The present invention lends itself toa number of different motivating gases. For example, in the FIG. 4 arrangement, air alone may be inducted through the port 125 and compressed by the rotor 62, and fuel may be injected through any suitable injector arrangement, indicated in phatom only, in FIG. 4 at 150. Injection may be in the tube 120 (as shown), or directly into the chamber if preferred. Thus, a combustible mixture is introduced through port 130 into the chamber 23 in the work area between vanes 67 and the stationary vane 132 where it may be fired by the ignitor as indicated.

A further advantage of the construction of the present invention is that a closed circuit arrangement is shown schematically, and it will be appreciated that the details of construction are substantially identical to those described. Therefore, for the purposes of brevity, the construction will be described in schematic form as shown, and with respect to a pair of casings 201 and 202 defining therein chambers 204 and 205 respectively. A shaft or shafts 207 pass through the chambers, displaced by a predetermined amount from the axial center thereof, and rotors 210 and 212 are disposed on the shaft by means of suitable keys 214 and 216 for rotation therewith. The rotor 210 is provided with bores 220, 221 and 222 defining guideways for vanes 225, 226 and 227, respectively, each of which is suitably biased by spring means provided therefor. In a like manner, rotor 212 is provided with bores 230, 231 and 232 defining guideways for suitably constructed vanes 235, 236, and 237, likewise, biased by suitable spring means against the outer peripheral wall of the chamber 205 to define work spaces as previously described.

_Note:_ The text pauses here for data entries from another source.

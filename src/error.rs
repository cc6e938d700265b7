//! Error types shared across the crate.
//!
//! Three failure kinds cover everything the library can reject:
//!
//! - [`Error::Configuration`]: invalid construction or call arguments
//!   (empty corpus, zero-width hidden layers, non-positive step size or
//!   temperature)
//! - [`Error::Codec`]: a character outside the trained charset
//! - [`Error::Serialization`]: a malformed or inconsistent persisted
//!   record (missing matrices, shape mismatches, bad JSON)
//!
//! All validation happens before any state is mutated: a call that
//! returns an error leaves the network exactly as it was.

use thiserror::Error;

/// Errors produced by network construction, training, generation,
/// and persistence.
#[derive(Debug, Error)]
pub enum Error {
    /// Invalid configuration or call arguments.
    #[error("configuration error: {0}")]
    Configuration(String),

    /// A character that is not part of the trained charset.
    #[error("character {0:?} is not in the trained charset")]
    Codec(char),

    /// A persisted record that cannot be reconstructed into a network.
    #[error("serialization error: {0}")]
    Serialization(String),

    /// Checkpoint file I/O failure.
    #[error(transparent)]
    Io(#[from] std::io::Error),
}

impl From<serde_json::Error> for Error {
    fn from(err: serde_json::Error) -> Self {
        Error::Serialization(err.to_string())
    }
}

/// Result alias used throughout the crate.
pub type Result<T> = std::result::Result<T, Error>;
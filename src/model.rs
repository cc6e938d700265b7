//! Model parameter container.
//!
//! A [`Model`] is an ordered collection of named parameter matrices. The
//! cell initializers in [`cell`](crate::cell) populate it, the graph
//! references its entries by index during forward/backward walks, and
//! the [`Solver`](crate::solver::Solver) enumerates it to apply updates.
//! Names are stable identifiers ("wil", "wzx0", ...) used for wiring
//! resolution and for keying persisted solver state.

use crate::error::{Error, Result};
use crate::matrix::Matrix;
use serde::{Deserialize, Serialize};

/// Ordered, named collection of trainable matrices.
#[derive(Clone, Debug, Default)]
pub struct Model {
    names: Vec<String>,
    mats: Vec<Matrix>,
}

/// Serializable form of a [`Model`].
#[derive(Clone, Debug, Serialize, Deserialize)]
pub struct ModelRecord {
    pub params: Vec<NamedMatrix>,
}

/// One persisted parameter matrix.
#[derive(Clone, Debug, Serialize, Deserialize)]
pub struct NamedMatrix {
    pub name: String,
    pub matrix: Matrix,
}

impl Model {
    pub fn new() -> Self {
        Self::default()
    }

    /// Add a parameter matrix, returning its index.
    ///
    /// # Panics
    ///
    /// Panics if the name is already taken; initializers assign each
    /// parameter exactly once.
    pub fn push(&mut self, name: impl Into<String>, mat: Matrix) -> usize {
        let name = name.into();
        assert!(
            self.index_of(&name).is_none(),
            "duplicate parameter name {name:?}"
        );
        self.names.push(name);
        self.mats.push(mat);
        self.mats.len() - 1
    }

    /// Look up a parameter index by name.
    pub fn index_of(&self, name: &str) -> Option<usize> {
        self.names.iter().position(|n| n == name)
    }

    pub fn mat(&self, ix: usize) -> &Matrix {
        &self.mats[ix]
    }

    pub fn mat_mut(&mut self, ix: usize) -> &mut Matrix {
        &mut self.mats[ix]
    }

    /// Number of parameter matrices.
    pub fn len(&self) -> usize {
        self.mats.len()
    }

    pub fn is_empty(&self) -> bool {
        self.mats.is_empty()
    }

    /// Iterate over `(name, matrix)` pairs in insertion order.
    pub fn iter(&self) -> impl Iterator<Item = (&str, &Matrix)> {
        self.names.iter().map(String::as_str).zip(self.mats.iter())
    }

    /// Total number of trainable scalars.
    pub fn num_parameters(&self) -> usize {
        self.mats.iter().map(Matrix::len).sum()
    }

    /// Reset every gradient buffer to zero.
    pub fn zero_grads(&mut self) {
        for m in self.mats.iter_mut() {
            m.zero_grad();
        }
    }

    /// Mutable view of all matrices for the solver's parallel update.
    pub(crate) fn mats_mut(&mut self) -> &mut [Matrix] {
        &mut self.mats
    }

    /// Export all parameters for persistence.
    pub fn export(&self) -> ModelRecord {
        ModelRecord {
            params: self
                .iter()
                .map(|(name, matrix)| NamedMatrix {
                    name: name.to_string(),
                    matrix: matrix.clone(),
                })
                .collect(),
        }
    }

    /// Rebuild a model from a persisted record.
    ///
    /// # Errors
    ///
    /// `Error::Serialization` if the record is empty, contains duplicate
    /// names, or contains an internally inconsistent matrix.
    pub fn import(record: ModelRecord) -> Result<Self> {
        if record.params.is_empty() {
            return Err(Error::Serialization(
                "model record has no parameters".to_string(),
            ));
        }

        let mut model = Model::new();
        for entry in record.params {
            if model.index_of(&entry.name).is_some() {
                return Err(Error::Serialization(format!(
                    "duplicate parameter {:?} in model record",
                    entry.name
                )));
            }
            if !entry.matrix.is_consistent() {
                return Err(Error::Serialization(format!(
                    "parameter {:?} has inconsistent shape or non-finite values",
                    entry.name
                )));
            }
            model.names.push(entry.name);
            model.mats.push(entry.matrix);
        }
        Ok(model)
    }
}
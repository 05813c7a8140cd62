//! Blocking HTTP client for a Google-Maps-style mapping service.
//!
//! Wraps the geocoding and distance-matrix web APIs behind the
//! [`MapsService`] trait. Requests are paced by a minimum interval between
//! outbound calls so bursts stay under the provider's per-second quota.

use std::sync::Mutex;
use std::time::{Duration, Instant};

use reqwest::blocking::Client;
use thiserror::Error;

use super::response::{GeocodeResponse, MatrixResponse};
use super::service::{Coordinates, GeocodeError, MapsService, MatrixBlock, MatrixError};

/// Default base URL of the mapping web service.
pub const DEFAULT_BASE_URL: &str = "https://maps.googleapis.com/maps/api";

/// Default per-request timeout in seconds.
const DEFAULT_TIMEOUT_SECS: u64 = 30;

/// Default minimum interval between outbound requests (40 req/s).
const DEFAULT_REQUEST_INTERVAL: Duration = Duration::from_millis(25);

/// Error building the HTTP client.
#[derive(Debug, Error)]
#[error("failed to build HTTP client: {0}")]
pub struct ClientBuildError(#[from] reqwest::Error);

/// Configuration for [`GoogleMapsClient`].
///
/// # Examples
///
/// ```
/// use std::time::Duration;
/// use paratransit_routing::maps::MapsClientConfig;
///
/// let config = MapsClientConfig::new("my-key")
///     .with_base_url("http://localhost:8080/maps/api")
///     .with_timeout(Duration::from_secs(5));
/// assert_eq!(config.base_url, "http://localhost:8080/maps/api");
/// ```
#[derive(Debug, Clone)]
pub struct MapsClientConfig {
    /// API key sent with every request.
    pub api_key: String,
    /// Base URL of the service (override for testing or a proxy).
    pub base_url: String,
    /// Per-request timeout.
    pub timeout: Duration,
    /// Minimum interval between outbound requests.
    pub request_interval: Duration,
}

impl MapsClientConfig {
    /// Creates a configuration with the given API key and defaults.
    pub fn new(api_key: impl Into<String>) -> Self {
        Self {
            api_key: api_key.into(),
            base_url: DEFAULT_BASE_URL.to_string(),
            timeout: Duration::from_secs(DEFAULT_TIMEOUT_SECS),
            request_interval: DEFAULT_REQUEST_INTERVAL,
        }
    }

    /// Overrides the base URL.
    pub fn with_base_url(mut self, base_url: impl Into<String>) -> Self {
        self.base_url = base_url.into();
        self
    }

    /// Overrides the per-request timeout.
    pub fn with_timeout(mut self, timeout: Duration) -> Self {
        self.timeout = timeout;
        self
    }

    /// Overrides the minimum interval between requests.
    pub fn with_request_interval(mut self, interval: Duration) -> Self {
        self.request_interval = interval;
        self
    }
}

/// Blocking [`MapsService`] implementation over the mapping web APIs.
///
/// # Examples
///
/// ```no_run
/// use paratransit_routing::maps::{GoogleMapsClient, MapsClientConfig, MapsService};
///
/// let client = GoogleMapsClient::new(MapsClientConfig::new("api-key"))?;
/// let depot = client.geocode("10404 1055 W, South Jordan, UT 84095")?;
/// # Ok::<(), Box<dyn std::error::Error>>(())
/// ```
pub struct GoogleMapsClient {
    client: Client,
    config: MapsClientConfig,
    last_request: Mutex<Option<Instant>>,
}

impl GoogleMapsClient {
    /// Builds a client from the given configuration.
    pub fn new(config: MapsClientConfig) -> Result<Self, ClientBuildError> {
        let client = Client::builder()
            .connect_timeout(config.timeout)
            .timeout(config.timeout)
            .build()?;
        Ok(Self {
            client,
            config,
            last_request: Mutex::new(None),
        })
    }

    /// Sleeps just long enough to respect the configured request interval.
    fn pace(&self) {
        let mut last = self
            .last_request
            .lock()
            .unwrap_or_else(|poisoned| poisoned.into_inner());
        if let Some(prev) = *last {
            let elapsed = prev.elapsed();
            if elapsed < self.config.request_interval {
                std::thread::sleep(self.config.request_interval - elapsed);
            }
        }
        *last = Some(Instant::now());
    }

    fn geocode_url(&self) -> String {
        format!("{}/geocode/json", self.config.base_url.trim_end_matches('/'))
    }

    fn matrix_url(&self) -> String {
        format!(
            "{}/distancematrix/json",
            self.config.base_url.trim_end_matches('/')
        )
    }

    /// Joins coordinates into the API's pipe-separated `lat,lng` list.
    fn join_coordinates(points: &[Coordinates]) -> String {
        points
            .iter()
            .map(|p| format!("{},{}", p.lat, p.lng))
            .collect::<Vec<_>>()
            .join("|")
    }

    fn geocode_transport_error(error: &reqwest::Error) -> GeocodeError {
        match error.status() {
            // Client-side HTTP errors are definitive; server errors and
            // plain transport failures are worth a retry.
            Some(code) if code.is_client_error() => GeocodeError::Service {
                status: code.to_string(),
                message: error.to_string(),
            },
            _ => GeocodeError::Transport {
                message: error.to_string(),
            },
        }
    }

    fn matrix_transport_error(error: &reqwest::Error) -> MatrixError {
        match error.status() {
            Some(code) if code.is_client_error() => MatrixError::Service {
                status: code.to_string(),
                message: error.to_string(),
            },
            _ => MatrixError::Transport {
                message: error.to_string(),
            },
        }
    }
}

impl MapsService for GoogleMapsClient {
    fn geocode(&self, address: &str) -> Result<Coordinates, GeocodeError> {
        self.pace();
        let response = self
            .client
            .get(self.geocode_url())
            .query(&[("address", address), ("key", self.config.api_key.as_str())])
            .send()
            .map_err(|e| Self::geocode_transport_error(&e))?
            .error_for_status()
            .map_err(|e| Self::geocode_transport_error(&e))?;

        let body: GeocodeResponse = response.json().map_err(|e| GeocodeError::Malformed {
            message: e.to_string(),
        })?;

        if body.is_zero_results() || (body.is_ok() && body.results.is_empty()) {
            return Err(GeocodeError::NotFound {
                address: address.to_string(),
            });
        }
        if !body.is_ok() {
            return Err(GeocodeError::Service {
                status: body.status,
                message: body.error_message.unwrap_or_default(),
            });
        }

        let location = &body.results[0].geometry.location;
        Ok(Coordinates::new(location.lat, location.lng))
    }

    fn travel_matrix(
        &self,
        origins: &[Coordinates],
        destinations: &[Coordinates],
    ) -> Result<MatrixBlock, MatrixError> {
        self.pace();
        let response = self
            .client
            .get(self.matrix_url())
            .query(&[
                ("origins", Self::join_coordinates(origins)),
                ("destinations", Self::join_coordinates(destinations)),
                ("mode", "driving".to_string()),
                ("units", "metric".to_string()),
                ("key", self.config.api_key.clone()),
            ])
            .send()
            .map_err(|e| Self::matrix_transport_error(&e))?
            .error_for_status()
            .map_err(|e| Self::matrix_transport_error(&e))?;

        let body: MatrixResponse = response.json().map_err(|e| MatrixError::Malformed {
            message: e.to_string(),
        })?;

        if !body.is_ok() {
            return Err(MatrixError::Service {
                status: body.status,
                message: body.error_message.unwrap_or_default(),
            });
        }

        let block: MatrixBlock = body
            .rows
            .iter()
            .map(|row| row.elements.iter().map(|e| e.leg()).collect())
            .collect();
        Ok(block)
    }
}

In this case a non-combustible gas is introduced through intake port 250 where it undergoes compression through the rotation of the rotor 210 as previously explained. The compressed gaseous material is ejected through a port 252 and passes through a pas-sage 254 which, in the present instance, is connected to a suitable heat exchanger indicated generally by the identifying character 256. It will be appreciated that any suitable heat exchanger arrangement would be usable within the intent and scope of the present invention. For purposes of simplicity, the passage 254 is shown as coiled at 260 where it is encased in a pipe 262 which, at one end is provided with a burner 264 which forces hot gases across the tubes 260. A suitable exhaust manifold 266 is provided for exhausting of the hot gases.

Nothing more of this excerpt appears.